Let $T^1 \in [1..\sigma ]^{n_1-1}\#_1$ and $T^2 \in [1..\sigma ]^{n_2-1}\#_2$ be strings. Given a function $g(k)$ that can be evaluated in constant time, and given data structures that support $\mathtt {rangeDistinct}$ queries on ${\mathsf {BWT}}_{T^1}$ and on ${\mathsf {BWT}}_{T^2}$, respectively, we can compute $\kappa (\mathbf {T}_{\infty ,g}^1,\mathbf {T}_{\infty ,g}^2)$ in $O(nd)$ time and in $o(n)$ bits of space in addition to the input, where $n=n_1+n_2$.

Proof

We modify Corollary 2 as follows. Assume that we are processing an internal node $v$ of the generalized suffix tree, let $\ell (v)=W$, and assume that we have computed ${\mathtt {repr}}'(aW)$ for all the left extensions $aW$ of $W$. In addition to pushing ${\mathtt {repr}}'(aW)$ onto the stack, we also push value $\mathtt {prefixSum}(aW)=\sum _{i=1}^{|W|+1}g(i)^2$ with it, where $\mathtt {prefixSum}(aW) = \mathtt {prefixSum}(W)+g(|W|+1)^2$. When we pop ${\mathtt {repr}}'(aW)$, we compute its contributions to $N$ and $D^i$ as described in Corollary 2, but replacing $|aW|$ by $\mathtt {prefixSum}(aW)$. We initialize $D^i$ to $\sum _{j=1}^{n_{i}-1}g(j)^2$.

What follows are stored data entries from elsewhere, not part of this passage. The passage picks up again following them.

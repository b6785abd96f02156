use crate::{
    ast::{
        ast::Variable,
        expressions::{BinaryOp, Expr, ExprKind, IncDecOp, LValue, UnaryOp},
        types::{BaseType, Type},
    },
    errors::errors::{Error, ErrorImpl},
};

use super::{compiler::FunctionCompiler, storage::Location};

/// Mnemonic of an arithmetic or bitwise operator, without its type tag.
fn arithmetic_mnemonic(op: BinaryOp) -> Option<&'static str> {
    match op {
        BinaryOp::Add => Some("add"),
        BinaryOp::Sub => Some("sub"),
        BinaryOp::Mul => Some("mul"),
        BinaryOp::Div => Some("div"),
        BinaryOp::Mod => Some("mod"),
        BinaryOp::BitAnd => Some("and"),
        BinaryOp::BitOr => Some("or"),
        BinaryOp::BitXor => Some("xor"),
        BinaryOp::ShiftLeft => Some("shl"),
        BinaryOp::ShiftRight => Some("shr"),
        _ => None,
    }
}

/// Conditional jump taken when the comparison holds.
fn jump_mnemonic(op: BinaryOp) -> Option<&'static str> {
    match op {
        BinaryOp::Equal => Some("jeq"),
        BinaryOp::NotEqual => Some("jne"),
        BinaryOp::Less => Some("jlt"),
        BinaryOp::LessEqual => Some("jle"),
        BinaryOp::Greater => Some("jgt"),
        BinaryOp::GreaterEqual => Some("jge"),
        _ => None,
    }
}

fn incdec_mnemonic(op: IncDecOp) -> &'static str {
    match op {
        IncDecOp::Increment => "inc",
        IncDecOp::Decrement => "dec",
    }
}

/// Pushes the base address of an array: the storage itself for a sized
/// array, the address held in the slot for an array parameter.
fn push_array_address(compiler: &mut FunctionCompiler, location: Location, variable: &Variable) {
    if variable.has_array_storage() {
        compiler.emit(format!("ptrto {}", location));
    } else {
        compiler.emit(format!("push {}", location));
    }
}

/// Turns the jump just emitted into a 0/1 value on the stack.
///
/// `jump` is the conditional jump, without its target, that branches when
/// the result is 1.
fn gen_boolean(compiler: &mut FunctionCompiler, jump: String) {
    let on_true = compiler.new_label();
    let end = compiler.new_label();

    compiler.emit(format!("{} {}", jump, on_true));
    compiler.emit("push 0");
    compiler.emit(format!("goto {}", end));
    compiler.place_label(on_true);
    compiler.emit("push 1");
    compiler.place_label(end);
}

/// Pushes the element index, converting a float index to int.
fn gen_index(compiler: &mut FunctionCompiler, index: &Expr) -> Result<(), Error> {
    gen_expression(compiler, index, true)?;
    if compiler.type_of(index.id, &index.span.start)? == Type::FLOAT {
        compiler.emit("ftoi");
    }
    Ok(())
}

/// Pushes the current value of an lvalue.
fn gen_load(compiler: &mut FunctionCompiler, lvalue: &LValue, ty: Type) -> Result<(), Error> {
    let (location, variable) = compiler.variable_of(lvalue.id, &lvalue.span.start)?;
    match &lvalue.index {
        None => compiler.emit(format!("push {}", location)),
        Some(index) => {
            gen_index(compiler, index)?;
            push_array_address(compiler, location, variable);
            compiler.emit(format!("apush{}", ty.tag()));
        }
    }
    Ok(())
}

/// Pops the top of the stack into an lvalue.
fn gen_store(compiler: &mut FunctionCompiler, lvalue: &LValue, ty: Type) -> Result<(), Error> {
    let (location, variable) = compiler.variable_of(lvalue.id, &lvalue.span.start)?;
    match &lvalue.index {
        None => compiler.emit(format!("pop {}", location)),
        Some(index) => {
            gen_index(compiler, index)?;
            push_array_address(compiler, location, variable);
            compiler.emit(format!("apop{}", ty.tag()));
        }
    }
    Ok(())
}

/// Emits the code of an expression.
///
/// # Arguments
///
/// * `compiler` - State for the function being compiled
/// * `expr` - The expression to compile
/// * `keep_result` - Whether the value must be left on the stack. Side
///   effects are emitted either way.
pub fn gen_expression(
    compiler: &mut FunctionCompiler,
    expr: &Expr,
    keep_result: bool,
) -> Result<(), Error> {
    let position = &expr.span.start;

    match &expr.kind {
        ExprKind::IntConst(_) | ExprKind::RealConst(_) | ExprKind::CharConst(_) => {
            if keep_result {
                let location = compiler.literal(expr.id, position)?;
                compiler.emit(format!("push {}", location));
            }
        }
        ExprKind::StrConst(_) => {
            if keep_result {
                let location = compiler.literal(expr.id, position)?;
                compiler.emit(format!("ptrto {}", location));
            }
        }
        ExprKind::Identifier(_) => {
            if keep_result {
                let (location, variable) = compiler.variable_of(expr.id, position)?;
                if variable.name.is_array {
                    push_array_address(compiler, location, variable);
                } else {
                    compiler.emit(format!("push {}", location));
                }
            }
        }
        ExprKind::Address(_) => {
            if keep_result {
                let (location, _) = compiler.variable_of(expr.id, position)?;
                compiler.emit(format!("ptrto {}", location));
            }
        }
        ExprKind::Index { index, .. } => {
            if !keep_result {
                return gen_expression(compiler, index, false);
            }
            let ty = compiler.type_of(expr.id, position)?;
            let (location, variable) = compiler.variable_of(expr.id, position)?;
            gen_index(compiler, index)?;
            push_array_address(compiler, location, variable);
            compiler.emit(format!("apush{}", ty.tag()));
        }
        ExprKind::Call { args, .. } => {
            let (number, function) = compiler.call_target(expr.id, position)?;
            for arg in args {
                gen_expression(compiler, arg, true)?;
            }
            compiler.emit(format!("call {}", number));
            if !keep_result && function.ret_type != BaseType::Void {
                compiler.emit("drop");
            }
        }
        ExprKind::Assignment { lhs, op, rhs } => {
            let ty = compiler.type_of(lhs.id, &lhs.span.start)?;
            let tag = ty.tag();

            match op.arithmetic().and_then(arithmetic_mnemonic) {
                None => gen_expression(compiler, rhs, true)?,
                Some(mnemonic) => {
                    gen_load(compiler, lhs, ty)?;
                    gen_expression(compiler, rhs, true)?;
                    compiler.emit(format!("{}{}", mnemonic, tag));
                }
            }
            if keep_result {
                compiler.emit("copy");
            }
            gen_store(compiler, lhs, ty)?;
        }
        ExprKind::IncDec {
            operand,
            op,
            is_prefix,
        } => {
            let ty = compiler.type_of(operand.id, &operand.span.start)?;

            gen_load(compiler, operand, ty)?;
            if keep_result && !is_prefix {
                compiler.emit("copy");
            }
            compiler.emit(format!("{}{}", incdec_mnemonic(*op), ty.tag()));
            if keep_result && *is_prefix {
                compiler.emit("copy");
            }
            gen_store(compiler, operand, ty)?;
        }
        ExprKind::Unary { op, operand } => {
            if !keep_result {
                return gen_expression(compiler, operand, false);
            }
            let tag = compiler.type_of(operand.id, &operand.span.start)?.tag();
            gen_expression(compiler, operand, true)?;

            match op {
                UnaryOp::Negate => compiler.emit(format!("neg{}", tag)),
                UnaryOp::BitNot => compiler.emit(format!("inv{}", tag)),
                UnaryOp::Not => gen_boolean(compiler, format!("jz{}", tag)),
            }
        }
        ExprKind::Binary { op, lhs, rhs } => {
            if op.is_logical() {
                return Err(Error::new(
                    ErrorImpl::NotImplemented {
                        feature: format!("operator '{}'", op),
                    },
                    position.clone(),
                ));
            }
            if !keep_result {
                gen_expression(compiler, lhs, false)?;
                return gen_expression(compiler, rhs, false);
            }

            let tag = compiler.type_of(lhs.id, &lhs.span.start)?.tag();
            gen_expression(compiler, lhs, true)?;
            gen_expression(compiler, rhs, true)?;

            if let Some(mnemonic) = arithmetic_mnemonic(*op) {
                compiler.emit(format!("{}{}", mnemonic, tag));
            } else if let Some(jump) = jump_mnemonic(*op) {
                gen_boolean(compiler, format!("{}{}", jump, tag));
            }
        }
        ExprKind::Ternary { cond, pos, neg } => {
            let tag = compiler.type_of(cond.id, &cond.span.start)?.tag();
            let on_false = compiler.new_label();
            let end = compiler.new_label();

            gen_expression(compiler, cond, true)?;
            compiler.emit(format!("jz{} {}", tag, on_false));
            gen_expression(compiler, pos, keep_result)?;
            compiler.emit(format!("goto {}", end));
            compiler.place_label(on_false);
            gen_expression(compiler, neg, keep_result)?;
            compiler.place_label(end);
        }
        ExprKind::Cast { target, operand } => {
            gen_expression(compiler, operand, keep_result)?;
            if keep_result {
                let from = compiler.type_of(operand.id, &operand.span.start)?;
                match (from.base.is_float(), target.is_float()) {
                    (false, true) => compiler.emit("itof"),
                    (true, false) => compiler.emit("ftoi"),
                    _ => {}
                }
            }
        }
    }

    Ok(())
}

Corollary 3 can clearly support distinct weight functions for $T^1$ and $T^2$. For some functions, like $\epsilon ^{|W|}$, prefix sums can be computed in closed form [16], thus there is no need to push $\mathtt {prefixSum}$ values on the stack. Another frequent weighting scheme for a string $W$ associates a score $q(c)$ to every character $c$ of $W$, and it weights $W$ by e.g. $q(W)=\prod _{i=1}^{|W|}q(W[i])$. In this case we could just push $\mathtt {prefixSum}(V) = \sum _{i=1}^{|V|} \prod _{j=1}^{i}q(V[j])^2$ onto the stack, where $V=aW$ and $\mathtt {prefixSum}(V) = q(a)^2 \cdot (1 + \mathtt {prefixSum}(W))$. A similar weighting scheme can be used for $k$-mers as well. Let $\mathbf {T}_{k,q}$ be a version of $\mathbf {T}_k$ such that $\mathbf {T}_{k,q}[W]=f_{T}(W)-(|T|-|W|)q(W)$ for every $W \in [1..\sigma ]^k$, and consider the following distances defined in [13]:

$$\begin{aligned} D_{2}^{s}(\mathbf {T}^1_{k,q},\mathbf {T}^2_{k,q})= & {} \sum _{W} \mathbf {T}^1_{k,q}[W]\mathbf {T}^2_{k,q}[W] / \sqrt{(\mathbf {T}^1_{k,q}[W])^2 + (\mathbf {T}^2_{k,q}[W])^2} \\ D_{2}^{*}(\mathbf {T}^1_{k,q},\mathbf {T}^2_{k,q})= & {} \sum _{W} \mathbf {T}^1_{k,q}[W]\mathbf {T}^2_{k,q}[W] / \left( \sqrt{(n_1-k)(n_2-k)} \cdot q(W) \right) \end{aligned}$$

where $W$ ranges over all strings in $[1..\sigma ]^k$. We can compute such distances using just a minor modification to Theorem 4:

Corollary 4

Let $T^1 \in [1..\sigma ]^{n_1-1}\#_1$ and $T^2 \in [1..\sigma ]^{n_2-1}\#_2$ be strings. Given an integer $k$ and data structures that support $\mathtt {rangeDistinct}$ queries on ${\mathsf {BWT}}_{T^1}$ and on ${\mathsf {BWT}}_{T^2}$, respectively, we can compute $D_{2}^{s}(\mathbf {T}^1_{k,p},\mathbf {T}^2_{k,p})$ and $D_{2}^{*}(\mathbf {T}^1_{k,p},\mathbf {T}^2_{k,p})$ in $O(nd)$ time and in $\lambda \log {\sigma }+o(n)$ bits of space in addition to the input, where $n=n_1+n_2$ and $\lambda $ is the length of the longest repeat in $T^{1}T^2$.

Proof

We proceed as in Theorem 4, pushing on the stack value $q(W,k)=\prod _{j=1}^{k}q(W[j])$ in addition to ${\mathtt {repr}}'(W)$, and maintaining a separate stack of characters to represent the string we are processing during the depth-first traversal of the generalized suffix-link tree. We set $q(aW,k)=q(a) \cdot q(W,k) / q(b)$, where $b$ is the $k$th character from the top of the character stack when we are processing $W$.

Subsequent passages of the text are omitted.